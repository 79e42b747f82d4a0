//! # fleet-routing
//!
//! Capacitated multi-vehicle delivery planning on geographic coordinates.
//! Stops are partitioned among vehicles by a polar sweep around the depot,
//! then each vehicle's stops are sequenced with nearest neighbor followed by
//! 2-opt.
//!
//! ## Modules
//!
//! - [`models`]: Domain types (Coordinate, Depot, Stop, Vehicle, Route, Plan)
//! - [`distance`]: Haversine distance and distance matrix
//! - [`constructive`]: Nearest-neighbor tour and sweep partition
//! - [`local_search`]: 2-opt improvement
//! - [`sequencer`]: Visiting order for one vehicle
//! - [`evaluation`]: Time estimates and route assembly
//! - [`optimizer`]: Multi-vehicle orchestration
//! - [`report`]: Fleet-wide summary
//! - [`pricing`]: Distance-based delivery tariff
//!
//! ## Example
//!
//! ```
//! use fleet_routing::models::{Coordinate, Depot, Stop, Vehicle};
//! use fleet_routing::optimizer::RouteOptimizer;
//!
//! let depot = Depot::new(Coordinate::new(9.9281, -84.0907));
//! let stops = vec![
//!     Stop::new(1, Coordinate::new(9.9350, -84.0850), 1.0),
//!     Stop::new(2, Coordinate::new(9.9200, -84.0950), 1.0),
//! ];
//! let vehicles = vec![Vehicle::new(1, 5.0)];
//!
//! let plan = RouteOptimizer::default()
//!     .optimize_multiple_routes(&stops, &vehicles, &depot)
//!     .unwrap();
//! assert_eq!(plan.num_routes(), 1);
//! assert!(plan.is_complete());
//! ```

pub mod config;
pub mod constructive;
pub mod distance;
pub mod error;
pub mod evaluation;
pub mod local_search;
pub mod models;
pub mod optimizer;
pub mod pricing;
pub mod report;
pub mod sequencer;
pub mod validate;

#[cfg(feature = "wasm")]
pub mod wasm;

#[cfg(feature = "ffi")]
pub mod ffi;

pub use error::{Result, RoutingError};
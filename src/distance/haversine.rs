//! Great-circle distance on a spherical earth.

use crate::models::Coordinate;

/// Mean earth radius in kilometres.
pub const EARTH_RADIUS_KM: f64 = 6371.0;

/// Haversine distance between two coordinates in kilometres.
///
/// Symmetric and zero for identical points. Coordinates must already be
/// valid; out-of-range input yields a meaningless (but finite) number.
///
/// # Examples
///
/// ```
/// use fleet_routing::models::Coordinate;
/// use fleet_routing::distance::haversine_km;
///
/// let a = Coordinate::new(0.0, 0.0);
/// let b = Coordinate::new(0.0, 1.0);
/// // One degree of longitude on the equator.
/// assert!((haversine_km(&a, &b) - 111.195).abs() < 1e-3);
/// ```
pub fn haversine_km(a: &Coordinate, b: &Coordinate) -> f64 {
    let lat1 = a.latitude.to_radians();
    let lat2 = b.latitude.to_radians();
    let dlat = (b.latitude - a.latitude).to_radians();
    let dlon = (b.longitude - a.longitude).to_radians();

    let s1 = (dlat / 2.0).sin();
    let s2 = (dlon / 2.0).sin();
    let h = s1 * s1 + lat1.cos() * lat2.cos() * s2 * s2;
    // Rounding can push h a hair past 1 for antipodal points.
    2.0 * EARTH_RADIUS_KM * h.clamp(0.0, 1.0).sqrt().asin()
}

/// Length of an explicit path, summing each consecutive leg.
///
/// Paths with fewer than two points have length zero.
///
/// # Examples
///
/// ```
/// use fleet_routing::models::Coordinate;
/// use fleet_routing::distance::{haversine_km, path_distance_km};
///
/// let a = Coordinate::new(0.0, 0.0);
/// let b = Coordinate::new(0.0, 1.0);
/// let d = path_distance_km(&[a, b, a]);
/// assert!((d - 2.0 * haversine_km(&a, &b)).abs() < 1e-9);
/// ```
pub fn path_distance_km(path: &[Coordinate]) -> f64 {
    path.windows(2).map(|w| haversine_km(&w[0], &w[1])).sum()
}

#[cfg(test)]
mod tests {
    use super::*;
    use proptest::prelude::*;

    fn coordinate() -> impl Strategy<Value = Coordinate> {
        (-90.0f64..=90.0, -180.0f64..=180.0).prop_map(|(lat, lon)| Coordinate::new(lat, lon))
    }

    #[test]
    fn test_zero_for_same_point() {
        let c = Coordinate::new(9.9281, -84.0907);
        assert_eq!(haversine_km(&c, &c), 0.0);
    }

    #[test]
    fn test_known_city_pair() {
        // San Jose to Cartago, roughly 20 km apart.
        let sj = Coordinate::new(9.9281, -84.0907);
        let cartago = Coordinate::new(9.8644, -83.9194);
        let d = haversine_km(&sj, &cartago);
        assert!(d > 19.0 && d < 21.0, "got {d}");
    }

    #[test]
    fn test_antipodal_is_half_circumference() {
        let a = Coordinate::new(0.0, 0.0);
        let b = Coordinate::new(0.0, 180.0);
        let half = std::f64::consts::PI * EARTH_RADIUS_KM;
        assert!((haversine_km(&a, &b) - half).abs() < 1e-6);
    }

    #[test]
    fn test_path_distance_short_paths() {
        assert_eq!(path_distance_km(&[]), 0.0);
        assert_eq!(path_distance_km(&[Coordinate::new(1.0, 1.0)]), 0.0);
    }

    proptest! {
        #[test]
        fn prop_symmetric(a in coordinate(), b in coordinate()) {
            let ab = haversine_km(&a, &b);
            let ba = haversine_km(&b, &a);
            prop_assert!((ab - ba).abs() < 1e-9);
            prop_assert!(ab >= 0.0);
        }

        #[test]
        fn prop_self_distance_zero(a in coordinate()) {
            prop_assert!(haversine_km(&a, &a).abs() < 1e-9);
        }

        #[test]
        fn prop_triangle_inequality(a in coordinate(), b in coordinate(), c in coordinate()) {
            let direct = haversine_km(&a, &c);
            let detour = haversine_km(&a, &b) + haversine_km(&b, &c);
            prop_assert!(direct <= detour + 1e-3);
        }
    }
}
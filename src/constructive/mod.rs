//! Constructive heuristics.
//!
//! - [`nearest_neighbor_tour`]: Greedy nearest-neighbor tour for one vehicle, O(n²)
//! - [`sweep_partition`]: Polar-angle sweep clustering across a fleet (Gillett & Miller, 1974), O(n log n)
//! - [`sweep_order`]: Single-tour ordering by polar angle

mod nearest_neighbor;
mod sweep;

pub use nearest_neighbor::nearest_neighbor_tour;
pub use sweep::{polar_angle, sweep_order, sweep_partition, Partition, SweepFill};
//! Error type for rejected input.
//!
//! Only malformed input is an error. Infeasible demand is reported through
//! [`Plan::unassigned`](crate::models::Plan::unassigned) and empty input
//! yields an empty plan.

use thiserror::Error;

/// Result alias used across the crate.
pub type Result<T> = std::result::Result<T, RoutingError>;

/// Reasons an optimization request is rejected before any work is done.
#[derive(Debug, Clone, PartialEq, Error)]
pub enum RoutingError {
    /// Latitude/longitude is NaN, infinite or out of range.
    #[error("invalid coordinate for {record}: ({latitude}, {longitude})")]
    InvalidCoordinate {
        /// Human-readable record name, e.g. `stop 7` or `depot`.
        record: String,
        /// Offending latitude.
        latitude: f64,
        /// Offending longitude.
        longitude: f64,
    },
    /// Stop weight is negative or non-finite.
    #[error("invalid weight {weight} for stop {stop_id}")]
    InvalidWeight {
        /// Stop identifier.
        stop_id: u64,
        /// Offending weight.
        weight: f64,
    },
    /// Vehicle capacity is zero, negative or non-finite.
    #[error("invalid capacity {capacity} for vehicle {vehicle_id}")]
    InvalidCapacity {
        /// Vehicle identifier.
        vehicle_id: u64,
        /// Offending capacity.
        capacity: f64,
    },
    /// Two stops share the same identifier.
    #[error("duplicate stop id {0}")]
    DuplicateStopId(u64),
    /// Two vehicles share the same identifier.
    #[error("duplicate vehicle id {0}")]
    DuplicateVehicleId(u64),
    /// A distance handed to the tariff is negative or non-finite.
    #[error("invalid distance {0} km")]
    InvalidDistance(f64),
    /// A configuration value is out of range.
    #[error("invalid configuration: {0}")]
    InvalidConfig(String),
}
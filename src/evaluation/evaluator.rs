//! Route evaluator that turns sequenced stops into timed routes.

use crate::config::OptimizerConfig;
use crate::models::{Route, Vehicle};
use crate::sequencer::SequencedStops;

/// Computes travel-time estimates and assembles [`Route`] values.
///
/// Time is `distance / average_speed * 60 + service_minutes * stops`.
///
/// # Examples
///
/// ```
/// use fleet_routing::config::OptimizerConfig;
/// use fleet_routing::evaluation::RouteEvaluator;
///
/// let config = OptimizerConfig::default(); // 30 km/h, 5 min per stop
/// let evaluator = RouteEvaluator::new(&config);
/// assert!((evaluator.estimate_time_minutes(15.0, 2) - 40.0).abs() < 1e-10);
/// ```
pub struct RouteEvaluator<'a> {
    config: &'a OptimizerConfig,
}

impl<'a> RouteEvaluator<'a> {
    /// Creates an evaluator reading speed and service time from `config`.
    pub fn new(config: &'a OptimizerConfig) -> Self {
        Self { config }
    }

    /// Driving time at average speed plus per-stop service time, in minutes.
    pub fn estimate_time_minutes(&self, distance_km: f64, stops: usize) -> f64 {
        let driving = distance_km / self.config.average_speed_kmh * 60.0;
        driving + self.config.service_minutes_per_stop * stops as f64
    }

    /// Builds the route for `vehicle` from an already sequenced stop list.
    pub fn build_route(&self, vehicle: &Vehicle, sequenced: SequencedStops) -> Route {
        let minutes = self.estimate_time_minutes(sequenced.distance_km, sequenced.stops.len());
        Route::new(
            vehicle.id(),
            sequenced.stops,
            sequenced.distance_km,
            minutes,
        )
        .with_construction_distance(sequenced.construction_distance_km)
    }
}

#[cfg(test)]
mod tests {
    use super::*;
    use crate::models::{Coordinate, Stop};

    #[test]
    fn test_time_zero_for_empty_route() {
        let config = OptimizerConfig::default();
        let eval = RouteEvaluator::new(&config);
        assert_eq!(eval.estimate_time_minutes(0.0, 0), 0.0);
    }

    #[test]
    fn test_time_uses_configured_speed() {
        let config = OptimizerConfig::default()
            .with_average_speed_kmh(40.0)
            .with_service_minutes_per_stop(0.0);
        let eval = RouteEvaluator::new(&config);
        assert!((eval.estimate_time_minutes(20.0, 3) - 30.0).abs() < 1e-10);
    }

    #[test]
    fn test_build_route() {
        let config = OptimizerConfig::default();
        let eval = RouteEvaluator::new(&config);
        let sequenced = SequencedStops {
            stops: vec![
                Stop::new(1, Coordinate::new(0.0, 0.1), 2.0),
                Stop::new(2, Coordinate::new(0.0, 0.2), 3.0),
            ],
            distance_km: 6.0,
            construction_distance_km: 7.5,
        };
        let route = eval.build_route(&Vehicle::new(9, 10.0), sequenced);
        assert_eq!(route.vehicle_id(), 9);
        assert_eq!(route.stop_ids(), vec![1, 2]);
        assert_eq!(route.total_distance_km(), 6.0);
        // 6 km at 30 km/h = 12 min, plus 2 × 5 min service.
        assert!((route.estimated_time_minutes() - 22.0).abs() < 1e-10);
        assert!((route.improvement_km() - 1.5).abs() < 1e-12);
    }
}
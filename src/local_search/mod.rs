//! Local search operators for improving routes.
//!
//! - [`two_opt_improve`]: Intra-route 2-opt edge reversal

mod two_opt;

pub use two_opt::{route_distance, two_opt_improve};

**REQUIRED WORK**. Go back to the start of the listing above. Reproduce each line exactly, ending with the line that contains "order for one vehicle".

**SOLUTION FOR THIS EXERCISE**.
repository 79e42b747f82d4a0
//! # fleet-routing
//!
//! Capacitated multi-vehicle delivery planning on geographic coordinates.
//! Stops are partitioned among vehicles by a polar sweep around the depot,
//! then each vehicle's stops are sequenced with nearest neighbor followed by
//! 2-opt.
//!
//! ## Modules
//!
//! - [`models`]: Domain types (Coordinate, Depot, Stop, Vehicle, Route, Plan)
//! - [`distance`]: Haversine distance and distance matrix
//! - [`constructive`]: Nearest-neighbor tour and sweep partition
//! - [`local_search`]: 2-opt improvement
//! - [`sequencer`]: Visiting order for one vehicle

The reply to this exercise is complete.